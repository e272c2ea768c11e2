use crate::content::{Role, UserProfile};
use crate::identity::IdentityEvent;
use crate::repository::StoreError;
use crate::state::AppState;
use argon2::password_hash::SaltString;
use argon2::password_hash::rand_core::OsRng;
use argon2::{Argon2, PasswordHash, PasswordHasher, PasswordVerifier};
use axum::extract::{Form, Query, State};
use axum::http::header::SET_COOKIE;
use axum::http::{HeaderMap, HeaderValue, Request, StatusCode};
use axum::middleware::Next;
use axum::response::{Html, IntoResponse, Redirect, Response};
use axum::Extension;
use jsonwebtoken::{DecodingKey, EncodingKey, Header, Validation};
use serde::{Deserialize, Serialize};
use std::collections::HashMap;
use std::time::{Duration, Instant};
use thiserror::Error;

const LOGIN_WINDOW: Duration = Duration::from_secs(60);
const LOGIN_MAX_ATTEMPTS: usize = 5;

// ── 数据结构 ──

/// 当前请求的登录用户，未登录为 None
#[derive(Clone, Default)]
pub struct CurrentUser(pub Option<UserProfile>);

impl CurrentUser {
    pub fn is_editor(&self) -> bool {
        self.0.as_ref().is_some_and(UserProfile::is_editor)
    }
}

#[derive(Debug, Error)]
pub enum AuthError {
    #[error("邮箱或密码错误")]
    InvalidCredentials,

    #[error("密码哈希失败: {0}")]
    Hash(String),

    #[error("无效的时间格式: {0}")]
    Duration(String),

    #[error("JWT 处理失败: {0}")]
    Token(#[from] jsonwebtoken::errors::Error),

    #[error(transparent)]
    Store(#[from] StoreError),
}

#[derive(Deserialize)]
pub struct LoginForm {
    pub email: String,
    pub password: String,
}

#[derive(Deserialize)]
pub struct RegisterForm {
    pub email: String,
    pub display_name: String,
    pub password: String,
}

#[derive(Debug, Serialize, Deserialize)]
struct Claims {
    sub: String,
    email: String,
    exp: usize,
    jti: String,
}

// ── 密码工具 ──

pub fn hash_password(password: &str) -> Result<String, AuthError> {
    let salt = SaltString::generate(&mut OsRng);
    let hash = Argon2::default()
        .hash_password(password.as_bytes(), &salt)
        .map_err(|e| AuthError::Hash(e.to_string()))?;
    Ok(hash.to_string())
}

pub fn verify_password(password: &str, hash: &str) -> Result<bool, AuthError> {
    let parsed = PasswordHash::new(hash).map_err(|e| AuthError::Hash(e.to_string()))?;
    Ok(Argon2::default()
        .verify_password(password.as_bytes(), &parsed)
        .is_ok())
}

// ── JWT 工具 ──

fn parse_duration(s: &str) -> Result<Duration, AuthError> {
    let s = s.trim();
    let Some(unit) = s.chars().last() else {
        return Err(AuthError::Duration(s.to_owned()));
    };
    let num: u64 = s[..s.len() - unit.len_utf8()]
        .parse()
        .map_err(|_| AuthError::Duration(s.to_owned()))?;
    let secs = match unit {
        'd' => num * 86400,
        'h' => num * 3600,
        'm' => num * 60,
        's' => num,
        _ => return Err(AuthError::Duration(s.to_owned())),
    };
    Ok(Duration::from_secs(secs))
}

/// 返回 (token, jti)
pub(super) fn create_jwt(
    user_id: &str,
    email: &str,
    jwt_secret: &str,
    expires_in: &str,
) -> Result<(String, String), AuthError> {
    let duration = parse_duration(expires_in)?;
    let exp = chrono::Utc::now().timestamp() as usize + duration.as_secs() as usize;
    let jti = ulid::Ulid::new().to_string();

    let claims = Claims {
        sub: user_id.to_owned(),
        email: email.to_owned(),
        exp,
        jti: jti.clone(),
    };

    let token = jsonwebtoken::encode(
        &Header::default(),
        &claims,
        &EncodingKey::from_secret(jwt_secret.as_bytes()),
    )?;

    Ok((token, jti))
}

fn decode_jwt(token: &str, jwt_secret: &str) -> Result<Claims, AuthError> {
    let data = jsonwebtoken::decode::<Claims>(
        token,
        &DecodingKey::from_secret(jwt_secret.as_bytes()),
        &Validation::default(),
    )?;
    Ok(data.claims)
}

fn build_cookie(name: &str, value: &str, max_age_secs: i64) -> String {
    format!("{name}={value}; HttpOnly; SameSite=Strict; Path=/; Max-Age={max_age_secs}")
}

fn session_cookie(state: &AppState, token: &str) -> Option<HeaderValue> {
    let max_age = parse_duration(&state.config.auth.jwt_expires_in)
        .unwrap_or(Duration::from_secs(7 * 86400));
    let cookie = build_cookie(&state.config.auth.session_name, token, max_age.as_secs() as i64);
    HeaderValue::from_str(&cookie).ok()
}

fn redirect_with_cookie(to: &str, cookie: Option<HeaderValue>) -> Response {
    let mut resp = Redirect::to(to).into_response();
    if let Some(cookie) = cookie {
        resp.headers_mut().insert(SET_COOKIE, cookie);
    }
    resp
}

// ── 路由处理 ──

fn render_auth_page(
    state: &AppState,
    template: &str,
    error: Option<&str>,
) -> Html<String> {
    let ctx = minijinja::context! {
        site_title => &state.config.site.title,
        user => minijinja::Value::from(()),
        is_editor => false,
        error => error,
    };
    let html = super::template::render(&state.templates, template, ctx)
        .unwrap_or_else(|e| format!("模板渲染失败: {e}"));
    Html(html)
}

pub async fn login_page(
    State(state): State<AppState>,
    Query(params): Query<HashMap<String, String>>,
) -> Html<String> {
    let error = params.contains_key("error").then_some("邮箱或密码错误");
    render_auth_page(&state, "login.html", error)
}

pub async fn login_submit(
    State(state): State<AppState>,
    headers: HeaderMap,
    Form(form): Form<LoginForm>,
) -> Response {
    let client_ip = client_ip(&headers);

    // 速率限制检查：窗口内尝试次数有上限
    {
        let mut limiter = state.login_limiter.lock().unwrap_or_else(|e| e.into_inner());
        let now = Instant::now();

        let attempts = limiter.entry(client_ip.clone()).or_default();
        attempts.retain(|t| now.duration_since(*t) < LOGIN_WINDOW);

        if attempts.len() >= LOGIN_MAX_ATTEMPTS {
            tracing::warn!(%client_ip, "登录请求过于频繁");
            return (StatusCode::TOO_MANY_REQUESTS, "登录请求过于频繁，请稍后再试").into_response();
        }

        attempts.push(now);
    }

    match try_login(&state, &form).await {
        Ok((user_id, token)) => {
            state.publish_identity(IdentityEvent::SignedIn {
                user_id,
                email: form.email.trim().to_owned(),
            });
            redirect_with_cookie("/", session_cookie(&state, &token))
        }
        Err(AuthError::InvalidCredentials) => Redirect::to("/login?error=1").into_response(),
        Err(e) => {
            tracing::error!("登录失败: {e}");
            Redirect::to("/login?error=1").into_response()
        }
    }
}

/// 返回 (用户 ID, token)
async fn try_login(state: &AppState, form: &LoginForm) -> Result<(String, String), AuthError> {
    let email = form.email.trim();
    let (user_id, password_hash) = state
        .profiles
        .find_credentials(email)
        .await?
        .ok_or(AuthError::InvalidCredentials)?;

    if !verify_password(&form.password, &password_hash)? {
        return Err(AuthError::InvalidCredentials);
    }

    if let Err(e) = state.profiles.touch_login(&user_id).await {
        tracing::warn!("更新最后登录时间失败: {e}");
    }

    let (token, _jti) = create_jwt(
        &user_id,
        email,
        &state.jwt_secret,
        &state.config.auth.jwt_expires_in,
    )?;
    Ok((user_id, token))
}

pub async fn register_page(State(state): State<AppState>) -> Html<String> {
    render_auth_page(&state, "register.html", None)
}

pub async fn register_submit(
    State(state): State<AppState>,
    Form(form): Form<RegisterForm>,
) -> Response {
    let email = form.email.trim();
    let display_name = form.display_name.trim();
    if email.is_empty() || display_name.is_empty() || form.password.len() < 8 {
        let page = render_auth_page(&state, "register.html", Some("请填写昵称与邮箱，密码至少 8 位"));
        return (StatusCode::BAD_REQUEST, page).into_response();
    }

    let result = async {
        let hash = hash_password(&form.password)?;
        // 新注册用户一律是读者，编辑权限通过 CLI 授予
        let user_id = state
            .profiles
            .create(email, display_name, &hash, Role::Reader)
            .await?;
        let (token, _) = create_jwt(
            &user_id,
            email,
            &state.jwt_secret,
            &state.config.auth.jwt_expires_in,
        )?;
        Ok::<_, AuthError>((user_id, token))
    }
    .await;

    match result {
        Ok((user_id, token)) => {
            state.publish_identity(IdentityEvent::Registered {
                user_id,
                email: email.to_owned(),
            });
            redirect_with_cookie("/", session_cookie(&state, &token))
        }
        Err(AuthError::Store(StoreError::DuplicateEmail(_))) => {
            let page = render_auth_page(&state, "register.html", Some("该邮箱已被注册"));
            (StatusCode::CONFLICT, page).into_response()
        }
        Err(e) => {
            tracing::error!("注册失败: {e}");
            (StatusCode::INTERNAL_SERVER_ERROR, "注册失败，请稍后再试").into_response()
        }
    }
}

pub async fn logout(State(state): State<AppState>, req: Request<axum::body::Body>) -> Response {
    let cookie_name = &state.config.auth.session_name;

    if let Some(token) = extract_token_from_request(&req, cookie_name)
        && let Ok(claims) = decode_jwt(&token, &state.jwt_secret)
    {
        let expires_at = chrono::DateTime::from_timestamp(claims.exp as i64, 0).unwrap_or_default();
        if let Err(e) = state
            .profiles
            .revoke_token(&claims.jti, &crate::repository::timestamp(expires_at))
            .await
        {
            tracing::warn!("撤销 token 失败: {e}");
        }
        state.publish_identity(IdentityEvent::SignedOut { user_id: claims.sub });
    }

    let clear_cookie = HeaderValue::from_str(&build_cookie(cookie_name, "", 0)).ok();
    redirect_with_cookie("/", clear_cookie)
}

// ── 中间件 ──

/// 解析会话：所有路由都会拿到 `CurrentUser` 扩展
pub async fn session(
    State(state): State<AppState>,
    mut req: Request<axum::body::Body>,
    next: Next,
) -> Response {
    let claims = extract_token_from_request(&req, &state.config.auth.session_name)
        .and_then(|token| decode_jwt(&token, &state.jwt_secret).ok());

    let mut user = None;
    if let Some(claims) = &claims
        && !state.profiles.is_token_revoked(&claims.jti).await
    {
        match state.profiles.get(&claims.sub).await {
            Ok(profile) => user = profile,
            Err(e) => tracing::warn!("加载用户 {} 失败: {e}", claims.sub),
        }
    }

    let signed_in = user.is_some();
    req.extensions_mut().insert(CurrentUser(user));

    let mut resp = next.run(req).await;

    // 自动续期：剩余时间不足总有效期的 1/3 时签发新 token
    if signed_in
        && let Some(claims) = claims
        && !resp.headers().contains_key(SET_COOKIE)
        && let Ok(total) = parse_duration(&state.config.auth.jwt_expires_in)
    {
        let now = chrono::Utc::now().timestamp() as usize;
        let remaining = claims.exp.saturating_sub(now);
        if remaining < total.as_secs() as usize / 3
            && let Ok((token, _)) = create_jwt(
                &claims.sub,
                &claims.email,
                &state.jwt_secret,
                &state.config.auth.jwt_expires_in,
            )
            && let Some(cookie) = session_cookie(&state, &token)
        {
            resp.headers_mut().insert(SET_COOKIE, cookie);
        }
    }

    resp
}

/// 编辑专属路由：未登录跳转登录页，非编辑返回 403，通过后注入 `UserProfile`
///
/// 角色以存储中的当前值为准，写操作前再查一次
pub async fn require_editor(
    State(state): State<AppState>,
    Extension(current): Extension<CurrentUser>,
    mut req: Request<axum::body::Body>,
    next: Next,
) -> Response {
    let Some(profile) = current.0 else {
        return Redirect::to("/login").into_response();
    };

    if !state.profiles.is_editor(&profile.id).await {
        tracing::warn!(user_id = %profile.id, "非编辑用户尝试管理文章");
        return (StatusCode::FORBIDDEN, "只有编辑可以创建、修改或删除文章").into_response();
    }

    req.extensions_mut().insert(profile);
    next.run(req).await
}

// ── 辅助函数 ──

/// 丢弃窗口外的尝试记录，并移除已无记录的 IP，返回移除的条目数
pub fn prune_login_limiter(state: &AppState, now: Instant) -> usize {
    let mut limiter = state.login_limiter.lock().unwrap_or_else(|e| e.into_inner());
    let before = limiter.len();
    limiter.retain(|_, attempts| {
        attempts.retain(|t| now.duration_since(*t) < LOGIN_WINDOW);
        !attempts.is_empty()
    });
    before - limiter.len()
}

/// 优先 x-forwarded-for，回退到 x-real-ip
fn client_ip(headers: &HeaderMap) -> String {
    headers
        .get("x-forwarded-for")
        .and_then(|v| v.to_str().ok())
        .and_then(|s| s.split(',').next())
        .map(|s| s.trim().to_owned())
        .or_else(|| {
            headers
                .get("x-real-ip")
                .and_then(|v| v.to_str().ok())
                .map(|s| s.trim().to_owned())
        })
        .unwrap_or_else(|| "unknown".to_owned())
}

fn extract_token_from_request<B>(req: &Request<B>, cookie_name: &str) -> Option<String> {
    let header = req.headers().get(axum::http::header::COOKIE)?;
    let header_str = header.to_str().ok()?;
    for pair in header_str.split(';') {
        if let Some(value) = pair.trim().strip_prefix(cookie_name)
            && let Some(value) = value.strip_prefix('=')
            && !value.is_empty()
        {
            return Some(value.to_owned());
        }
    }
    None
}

--

From the records above, show each line that contains the word "super".

## Written response
pub(super) fn create_jwt(
    let html = super::template::render(&state.templates, template, ctx)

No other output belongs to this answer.